Cain the disrupter of life, Seth the patriarch. Cain the nomad, Seth the settler. Indeed, these two modes of being converge in every man. At the heart of the human psyche is the yen for stability, the gravitation to roots, civilization and productive life. Yet no less entrenched in our souls is the quest for transcendence, the drive to escape the strictures of ordered life to soar, unencumbered by function or identity, in unbounded flights of spirit.
Historically, the world undergoes phases of Cainian volatility before settling down to ordered productivity. Thus we have ten generations of violent, explosive life before the Flood, to be replaced by the stable order of the post-Flood world. On a more general level, the first twenty-five centuries of human history, which the Talmud describes as a time when the world trembled, bereft of foundation and focus, subsided upon the divine revelation at Mount Sinai, when G‑d communicated His blueprint for creation and empowered man to harness the diverse forces in His world to harmonious ends. On a personal level, the stability and productivity of our adult years are preceded by the quests and agitations of youth.
The Three Pillars
But Cain and Seth are more than two stages in historical and personal development.
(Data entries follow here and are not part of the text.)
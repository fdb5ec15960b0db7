//! Immutable document AST.
//!
//! A [`Document`] is an ordered list of block nodes (paragraphs, tables,
//! page breaks) constructed up front and serialized to the output format
//! only at the end. Sections can therefore be built and tested in
//! isolation, with no shared mutable document object.

use crate::style::{ParaStyle, TableStyle};

// ---------------------------------------------------------------------------
// Document
// ---------------------------------------------------------------------------

/// A complete document: an ordered sequence of blocks.
#[derive(Debug, Clone, Default)]
pub struct Document {
    /// Block nodes in render order.
    pub blocks: Vec<Block>,
}

impl Document {
    /// Create an empty document.
    pub fn new() -> Self {
        Self::default()
    }

    /// Append a block.
    pub fn push(&mut self, block: impl Into<Block>) {
        self.blocks.push(block.into());
    }

    /// Append every block from `blocks`.
    pub fn extend(&mut self, blocks: impl IntoIterator<Item = Block>) {
        self.blocks.extend(blocks);
    }

    /// All tables in the document, in order.
    pub fn tables(&self) -> impl Iterator<Item = &Table> {
        self.blocks.iter().filter_map(|b| match b {
            Block::Table(t) => Some(t),
            _ => None,
        })
    }
}

/// One block-level node.
#[derive(Debug, Clone)]
pub enum Block {
    Paragraph(Paragraph),
    Table(Table),
    /// Forced page break.
    PageBreak,
}

impl From<Paragraph> for Block {
    fn from(p: Paragraph) -> Self {
        Block::Paragraph(p)
    }
}

impl From<Table> for Block {
    fn from(t: Table) -> Self {
        Block::Table(t)
    }
}

// ---------------------------------------------------------------------------
// Paragraph / Run
// ---------------------------------------------------------------------------

/// Horizontal paragraph alignment.
#[derive(Debug, Clone, Copy, PartialEq, Eq, Default)]
pub enum Alignment {
    #[default]
    Left,
    Center,
}

/// A paragraph: optional named style, alignment, and a list of runs.
#[derive(Debug, Clone, Default)]
pub struct Paragraph {
    pub style: Option<ParaStyle>,
    pub align: Alignment,
    pub runs: Vec<Run>,
}

impl Paragraph {
    /// An empty spacer paragraph.
    pub fn empty() -> Self {
        Self::default()
    }

    /// A plain paragraph with a single unstyled run.
    pub fn text(text: impl Into<String>) -> Self {
        Self {
            runs: vec![Run::new(text)],
            ..Self::default()
        }
    }

    /// A paragraph carrying a named style.
    pub fn styled(style: ParaStyle, text: impl Into<String>) -> Self {
        Self {
            style: Some(style),
            runs: vec![Run::new(text)],
            ..Self::default()
        }
    }

    /// Center this paragraph.
    pub fn centered(mut self) -> Self {
        self.align = Alignment::Center;
        self
    }

    /// Append a run.
    pub fn with_run(mut self, run: Run) -> Self {
        self.runs.push(run);
        self
    }

    /// Concatenated text of all runs.
    pub fn plain_text(&self) -> String {
        self.runs.iter().map(|r| r.text.as_str()).collect()
    }
}

/// A run of text with uniform character formatting. Newlines in `text`
/// become explicit line breaks when serialized.
#[derive(Debug, Clone)]
pub struct Run {
    pub text: String,
    pub bold: bool,
    /// Font size in points; `None` inherits the document default.
    pub size_pt: Option<u32>,
}

impl Run {
    /// A plain run.
    pub fn new(text: impl Into<String>) -> Self {
        Self {
            text: text.into(),
            bold: false,
            size_pt: None,
        }
    }

    /// Make the run bold.
    pub fn bold(mut self) -> Self {
        self.bold = true;
        self
    }

    /// Set the font size in points.
    pub fn size(mut self, points: u32) -> Self {
        self.size_pt = Some(points);
        self
    }
}

// ---------------------------------------------------------------------------
// Table
// ---------------------------------------------------------------------------

/// A table: named style plus rows of text cells.
#[derive(Debug, Clone)]
pub struct Table {
    pub style: TableStyle,
    pub rows: Vec<Row>,
}

impl Table {
    /// An empty table with the given style.
    pub fn new(style: TableStyle) -> Self {
        Self {
            style,
            rows: Vec::new(),
        }
    }

    /// Append a row.
    pub fn push_row(&mut self, row: Row) {
        self.rows.push(row);
    }
}

/// One table row.
#[derive(Debug, Clone)]
pub struct Row {
    pub cells: Vec<Cell>,
}

impl Row {
    /// A header row: every cell bold.
    pub fn header<S: Into<String>>(cells: impl IntoIterator<Item = S>) -> Self {
        Self {
            cells: cells
                .into_iter()
                .map(|text| Cell {
                    text: text.into(),
                    bold: true,
                })
                .collect(),
        }
    }

    /// A body row of plain cells.
    pub fn body<S: Into<String>>(cells: impl IntoIterator<Item = S>) -> Self {
        Self {
            cells: cells
                .into_iter()
                .map(|text| Cell {
                    text: text.into(),
                    bold: false,
                })
                .collect(),
        }
    }
}

/// One table cell.
#[derive(Debug, Clone)]
pub struct Cell {
    pub text: String,
    pub bold: bool,
}
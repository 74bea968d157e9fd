use std::path::PathBuf;

use clap::{Parser, Subcommand};
use clap_complete::Shell;

#[derive(Parser)]
#[command(name = "garagem")]
#[command(about = "Manage your car collection from the command line")]
#[command(version)]
pub struct Cli {
    #[command(subcommand)]
    pub command: Commands,

    /// Car API base URL (defaults to GARAGEM_API_BASE_URL)
    #[arg(long, global = true, value_name = "URL")]
    pub api_url: Option<String>,
}

#[derive(Subcommand)]
pub enum Commands {
    /// List all cars
    #[command(alias = "ls")]
    List {
        /// Output as JSON
        #[arg(long)]
        json: bool,
    },
    /// Show a single car
    Show {
        /// Car ID
        id: String,
        /// Output as JSON
        #[arg(long)]
        json: bool,
    },
    /// Add a new car
    #[command(alias = "new")]
    Add {
        /// Model name
        #[arg(long)]
        name: String,
        /// Model year
        #[arg(long)]
        year: String,
        /// Licence plate
        #[arg(long)]
        licence: String,
        /// Latitude where the car is parked
        #[arg(long)]
        lat: f64,
        /// Longitude where the car is parked
        #[arg(long)]
        long: f64,
        /// Path to a photo to upload
        #[arg(long, value_name = "PATH", conflicts_with = "image_url")]
        image: Option<PathBuf>,
        /// Photo URL to store as-is
        #[arg(long, value_name = "URL")]
        image_url: Option<String>,
    },
    /// Edit an existing car
    Edit {
        /// Car ID
        id: String,
        /// New model name
        #[arg(long)]
        name: Option<String>,
        /// New model year
        #[arg(long)]
        year: Option<String>,
        /// New licence plate
        #[arg(long)]
        licence: Option<String>,
        /// New latitude
        #[arg(long)]
        lat: Option<f64>,
        /// New longitude
        #[arg(long)]
        long: Option<f64>,
        /// Path to a replacement photo to upload
        #[arg(long, value_name = "PATH", conflicts_with = "image_url")]
        image: Option<PathBuf>,
        /// Replacement photo URL to store as-is
        #[arg(long, value_name = "URL")]
        image_url: Option<String>,
    },
    /// Delete a car
    #[command(alias = "rm")]
    Delete {
        /// Car ID
        id: String,
    },
    /// Generate shell completion scripts
    Completions {
        /// Target shell
        #[arg(value_enum)]
        shell: Shell,
        /// Optional output path (stdout when omitted)
        #[arg(short, long, value_name = "PATH")]
        output: Option<PathBuf>,
    },
}

#[cfg(test)]
mod tests {
    use clap::CommandFactory;

    use super::*;

    #[test]
    fn cli_definition_is_consistent() {
        Cli::command().debug_assert();
    }

    #[test]
    fn add_requires_the_core_fields() {
        let result = Cli::try_parse_from(["garagem", "add", "--name", "Civic"]);
        assert!(result.is_err());
    }

    #[test]
    fn image_path_and_image_url_conflict() {
        let result = Cli::try_parse_from([
            "garagem", "add", "--name", "Civic", "--year", "2020", "--licence", "ABC123",
            "--lat", "1.0", "--long", "2.0", "--image", "car.jpg", "--image-url", "https://x",
        ]);
        assert!(result.is_err());
    }

    #[test]
    fn global_api_url_is_accepted_after_subcommand() {
        let cli = Cli::try_parse_from([
            "garagem", "list", "--api-url", "https://api.example.com",
        ])
        .unwrap();
        assert_eq!(cli.api_url.as_deref(), Some("https://api.example.com"));
    }
}
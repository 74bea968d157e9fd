//! Phone / Google authentication service with secure session storage.
#![cfg_attr(not(target_os = "android"), allow(dead_code))]

use garagem_core::auth::{
    AuthResult, PhoneAuthClient, PhoneAuthEvent, SessionPersistence,
};
pub use garagem_core::auth::{AuthError, AuthSession, AuthUser};
use garagem_core::config::ClientConfig;

use crate::secret_store;

#[derive(Debug, Clone, Copy, Default)]
struct SessionStore;

impl SessionPersistence for SessionStore {
    fn load_session(&self) -> AuthResult<Option<AuthSession>> {
        match secret_store::read_secret(secret_store::SECRET_AUTH_SESSION) {
            Ok(Some(value)) => Ok(Some(serde_json::from_str(&value)?)),
            Ok(None) => Ok(None),
            Err(error) => Err(AuthError::SecureStorage(error)),
        }
    }

    fn save_session(&self, session: &AuthSession) -> AuthResult<()> {
        let serialized = serde_json::to_string(session)?;
        secret_store::write_secret(secret_store::SECRET_AUTH_SESSION, &serialized)
            .map_err(AuthError::SecureStorage)
    }

    fn clear_session(&self) -> AuthResult<()> {
        secret_store::delete_secret(secret_store::SECRET_AUTH_SESSION)
            .map_err(AuthError::SecureStorage)
    }
}

#[derive(Clone)]
pub struct PhoneAuthService {
    inner: PhoneAuthClient<SessionStore>,
}

impl PhoneAuthService {
    /// Build the service from resolved client config.
    ///
    /// Returns `Ok(None)` when no auth endpoint is configured; the app then
    /// skips the login screen entirely.
    pub fn new_from_config(config: &ClientConfig) -> AuthResult<Option<Self>> {
        let Some(url) = config.auth_base_url.clone() else {
            return Ok(None);
        };
        Ok(Some(Self::new(url)?))
    }

    pub fn new(url: impl AsRef<str>) -> AuthResult<Self> {
        Ok(Self {
            inner: PhoneAuthClient::new(url, SessionStore)?,
        })
    }

    pub fn restore_session(&self) -> AuthResult<Option<AuthSession>> {
        self.inner.restore_session()
    }

    pub async fn request_code(&self, phone_number: &str) -> AuthResult<PhoneAuthEvent> {
        self.inner.request_code(phone_number).await
    }

    pub async fn sign_in_with_code(
        &self,
        verification_id: &str,
        code: &str,
    ) -> AuthResult<AuthSession> {
        self.inner.sign_in_with_code(verification_id, code).await
    }

    pub async fn sign_in_with_google(&self, id_token: &str) -> AuthResult<AuthSession> {
        self.inner.sign_in_with_google(id_token).await
    }

    pub async fn sign_out(&self, access_token: &str) -> AuthResult<()> {
        self.inner.sign_out(access_token).await
    }
}

#[cfg(test)]
mod tests {
    use garagem_core::auth::normalize_phone_number;

    use super::*;

    #[test]
    fn new_from_config_returns_none_without_auth_endpoint() {
        let config = ClientConfig::default();
        assert!(PhoneAuthService::new_from_config(&config)
            .unwrap()
            .is_none());
    }

    #[test]
    fn new_rejects_invalid_auth_url() {
        assert!(PhoneAuthService::new("auth.example.com").is_err());
    }

    #[test]
    fn session_store_roundtrip() {
        let store = SessionStore;
        store.clear_session().unwrap();
        assert!(store.load_session().unwrap().is_none());

        let session = AuthSession {
            access_token: "a".to_string(),
            refresh_token: "r".to_string(),
            expires_at: 4_102_444_800,
            user: AuthUser {
                id: "user".to_string(),
                display_name: None,
                email: None,
                photo_url: None,
            },
        };
        store.save_session(&session).unwrap();
        assert_eq!(store.load_session().unwrap(), Some(session));

        store.clear_session().unwrap();
        assert!(store.load_session().unwrap().is_none());
    }

    #[test]
    fn default_country_prefix_is_applied() {
        assert_eq!(
            normalize_phone_number("11987654321").unwrap(),
            "+5511987654321"
        );
    }
}
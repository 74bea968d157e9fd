//! Data access layer for the mobile app.
#![cfg_attr(not(target_os = "android"), allow(dead_code))]

use garagem_core::config::ClientConfig;
use garagem_core::storage::{ImageStorage, ImageStorageConfig};
use garagem_core::{Car, CarDetail, CarRepository, Error, Result, RestCarRepository};

/// Thin async wrapper around the `garagem-core` repository APIs.
#[derive(Clone)]
pub struct MobileCarStore {
    repo: RestCarRepository,
    image_storage: Option<ImageStorage>,
}

impl MobileCarStore {
    /// Build the store from resolved client config and the environment.
    pub fn new_from_config(config: &ClientConfig) -> Result<Self> {
        let base_url = config.require_api_base_url()?;
        let image_storage = ImageStorageConfig::from_env()?.map(ImageStorage::new);
        Ok(Self {
            repo: RestCarRepository::from_base_url(base_url)?,
            image_storage,
        })
    }

    /// List all cars for the home screen.
    pub async fn list_cars(&self) -> Result<Vec<Car>> {
        self.repo.get_cars().await
    }

    /// Fetch one car for the detail and edit screens.
    pub async fn fetch_car(&self, id: &str) -> Result<CarDetail> {
        let id = normalize_id(id)?;
        self.repo.get_car_by_id(&id).await
    }

    /// Create a car.
    pub async fn add_car(&self, car: &CarDetail) -> Result<()> {
        self.repo.add_car(car).await
    }

    /// Update an existing car.
    pub async fn update_car(&self, car: &CarDetail) -> Result<()> {
        self.repo.update_car(car).await
    }

    /// Delete a car.
    pub async fn delete_car(&self, id: &str) -> Result<()> {
        let id = normalize_id(id)?;
        self.repo.delete_car(&id).await
    }

    /// Whether photo upload is available on this install.
    pub const fn can_upload_images(&self) -> bool {
        self.image_storage.is_some()
    }

    /// Upload a freshly picked photo, returning the URL to store.
    pub async fn upload_image(&self, bytes: &[u8], content_type: Option<&str>) -> Result<String> {
        let storage = self.image_storage.as_ref().ok_or_else(|| {
            Error::Storage("Image storage is not configured".to_string())
        })?;
        storage.upload_image(bytes, content_type).await
    }
}

fn normalize_id(id: &str) -> Result<String> {
    let id = id.trim();
    if id.is_empty() {
        return Err(Error::InvalidInput("Car id cannot be empty".to_string()));
    }
    Ok(id.to_string())
}

#[cfg(test)]
mod tests {
    use super::*;

    #[test]
    fn store_requires_an_api_base_url() {
        let config = ClientConfig::default();
        assert!(MobileCarStore::new_from_config(&config).is_err());
    }

    #[test]
    fn normalize_id_rejects_blank_values() {
        assert!(normalize_id("  ").is_err());
        assert_eq!(normalize_id(" abc ").unwrap(), "abc");
    }
}
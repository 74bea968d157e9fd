//! Integration tests for the car repository against an in-process stub API.
//!
//! The stub reproduces the backend's wire quirks: a bare array on the list
//! endpoint, the `{ id, value }` envelope on single-item GET, and a PATCH
//! body that is a loose field map.

use axum::extract::Path;
use axum::http::StatusCode;
use axum::routing::get;
use axum::{Json, Router};
use serde_json::{json, Value};
use tokio::net::TcpListener;

use garagem_core::models::licence_display_label;
use garagem_core::repository::{CarRepository, RestCarRepository};
use garagem_core::{CarDetail, Error};

fn stub_app() -> Router {
    Router::new()
        .route("/car", get(list_cars).post(create_car))
        .route(
            "/car/{id}",
            get(get_car).patch(update_car).delete(delete_car),
        )
}

async fn serve(app: Router) -> String {
    let listener = TcpListener::bind("127.0.0.1:0").await.unwrap();
    let addr = listener.local_addr().unwrap();
    tokio::spawn(async move {
        axum::serve(listener, app).await.unwrap();
    });
    format!("http://{addr}")
}

async fn stub_repository() -> RestCarRepository {
    let base_url = serve(stub_app()).await;
    RestCarRepository::from_base_url(base_url).unwrap()
}

async fn list_cars() -> Json<Value> {
    Json(json!([
        { "id": "x", "imageUrl": "u", "name": "Fit", "licence": "XYZ" },
        { "id": "abc", "imageUrl": "u2", "name": "Civic", "licence": "ABC123" },
    ]))
}

async fn get_car(Path(id): Path<String>) -> Result<Json<Value>, StatusCode> {
    if id != "abc" {
        return Err(StatusCode::NOT_FOUND);
    }
    Ok(Json(json!({
        "id": "abc",
        "value": {
            "imageUrl": "u",
            "year": "2020",
            "name": "Civic",
            "licence": "ABC123",
            "place": { "lat": 1.0, "long": 2.0 },
        },
    })))
}

async fn create_car(Json(body): Json<Value>) -> StatusCode {
    if body["name"] == "explode" {
        return StatusCode::INTERNAL_SERVER_ERROR;
    }
    let has_required_fields = body["id"].is_string()
        && body["imageUrl"].is_string()
        && body["year"].is_string()
        && body["licence"].is_string()
        && body["place"]["lat"].is_f64()
        && body["place"]["long"].is_f64();
    if has_required_fields {
        StatusCode::CREATED
    } else {
        StatusCode::UNPROCESSABLE_ENTITY
    }
}

async fn update_car(Path(id): Path<String>, Json(body): Json<Value>) -> StatusCode {
    if id == "missing" {
        return StatusCode::NOT_FOUND;
    }
    // The PATCH contract is a loose map, but it must carry the nested place.
    if body["place"]["lat"].is_f64() && body["imageUrl"].is_string() {
        StatusCode::OK
    } else {
        StatusCode::BAD_REQUEST
    }
}

async fn delete_car(Path(id): Path<String>) -> StatusCode {
    if id == "boom" {
        StatusCode::INTERNAL_SERVER_ERROR
    } else {
        StatusCode::NO_CONTENT
    }
}

fn sample_detail() -> CarDetail {
    CarDetail {
        id: "abc".to_string(),
        image_url: "u".to_string(),
        year: "2020".to_string(),
        name: "Civic".to_string(),
        licence: "ABC123".to_string(),
        latitude: 1.0,
        longitude: 2.0,
    }
}

#[tokio::test(flavor = "multi_thread")]
async fn list_maps_summary_dtos_to_display_models() {
    let repo = stub_repository().await;

    let cars = repo.get_cars().await.unwrap();
    assert_eq!(cars.len(), 2);
    assert_eq!(cars[0].id, "x");
    assert_eq!(cars[0].name, "Fit");
    assert_eq!(cars[0].licence, "XYZ");
    assert_eq!(licence_display_label(&cars[0].licence), "Placa: XYZ");
}

#[tokio::test(flavor = "multi_thread")]
async fn get_flattens_envelope_into_detail() {
    let repo = stub_repository().await;

    let detail = repo.get_car_by_id("abc").await.unwrap();
    assert_eq!(detail, sample_detail());
}

#[tokio::test(flavor = "multi_thread")]
async fn get_unknown_car_is_not_found() {
    let repo = stub_repository().await;

    let error = repo.get_car_by_id("nope").await.unwrap_err();
    assert!(matches!(error, Error::NotFound(id) if id == "nope"));
}

#[tokio::test(flavor = "multi_thread")]
async fn add_car_posts_the_full_dto() {
    let repo = stub_repository().await;

    repo.add_car(&sample_detail()).await.unwrap();
}

#[tokio::test(flavor = "multi_thread")]
async fn add_car_failure_is_a_result_not_a_panic() {
    let repo = stub_repository().await;

    let mut detail = sample_detail();
    detail.name = "explode".to_string();

    let error = repo.add_car(&detail).await.unwrap_err();
    assert!(error.to_string().contains("Failed to add car"));
}

#[tokio::test(flavor = "multi_thread")]
async fn update_car_sends_the_field_map() {
    let repo = stub_repository().await;

    repo.update_car(&sample_detail()).await.unwrap();
}

#[tokio::test(flavor = "multi_thread")]
async fn update_unknown_car_fails_with_generic_message() {
    let repo = stub_repository().await;

    let mut detail = sample_detail();
    detail.id = "missing".to_string();

    let error = repo.update_car(&detail).await.unwrap_err();
    assert!(error.to_string().contains("Failed to update car"));
}

#[tokio::test(flavor = "multi_thread")]
async fn delete_succeeds_on_2xx() {
    let repo = stub_repository().await;

    repo.delete_car("abc").await.unwrap();
}

#[tokio::test(flavor = "multi_thread")]
async fn delete_failure_embeds_the_status_code() {
    let repo = stub_repository().await;

    let error = repo.delete_car("boom").await.unwrap_err();
    assert!(error.to_string().contains("500"), "message: {error}");
}

#[tokio::test(flavor = "multi_thread")]
async fn malformed_list_body_is_a_failure_result() {
    let app = Router::new().route("/car", get(|| async { "not json" }));
    let base_url = serve(app).await;
    let repo = RestCarRepository::from_base_url(base_url).unwrap();

    assert!(repo.get_cars().await.is_err());
}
They also represent two approaches to everything we do, two strains in every human endeavor and experience.
Let us consider the three activities that our sages call the three pillars of life: Torah study, prayer, and the observance of mitzvot. In each, there is the constructive Sethian approach and the escapist Cainian way.
Torah is our guide to life (the very word torah means instruction). So to study Torah is to learn how to live, to master the code that facilitates the optimal development of our inner potentials and the world's resources. Torah study, then, is a most Sethian endeavor. But there is also another mode of Torah study: learning for the sake of learning, for the sole aim of acquiring the wisdom of Torah and cleaving to its divine conceiver. Thus the Torah scholar explores the rationale behind rejected minority opinions with the same fervor as he examines the final ruling, and painstakingly analyzes hypothetical laws which will never occasion to be implemented in actuality. Indeed, the highest level of Torah study is Torah for its own sake, without regard to its pragmatic applications. This is Torah as Grandfather Cain would study it: as a freeing of the mind from the narrow confines of concrete reality.
Prayer also includes these two contrasting aims. On the one hand, the essence of prayer is that man ask G‑d for his daily needs. The solemn amidah prayer, which is the climax of every prayer service, is basically a list of requests to the Almighty: requests for wisdom, health, sustenance, atonement and redemption. This is prayer as the procurement of the ingredients of life. But there is also another dimension to prayer: prayer as the endeavor to transcend the mundanities of physical life. Prayer as the soul's striving to escape the trappings of material identity and commune with her supernal source.
The same duality is implicit in the mitzvot, the divine commandments. On the one hand, the Midrash states that G‑d commanded the mitzvot in order to refine His creatures—to cultivate the good in our character and weed out the bad, to civilize society and sanctify life. Indeed, our sages describe the purpose of creation as G‑d's desire that man, through his observance of the mitzvot, should make for G‑d a dwelling place in the physical world—i.e., cultivate the world's potential for goodness and perfection, developing it into an environment that is hospitable to the divine immanence.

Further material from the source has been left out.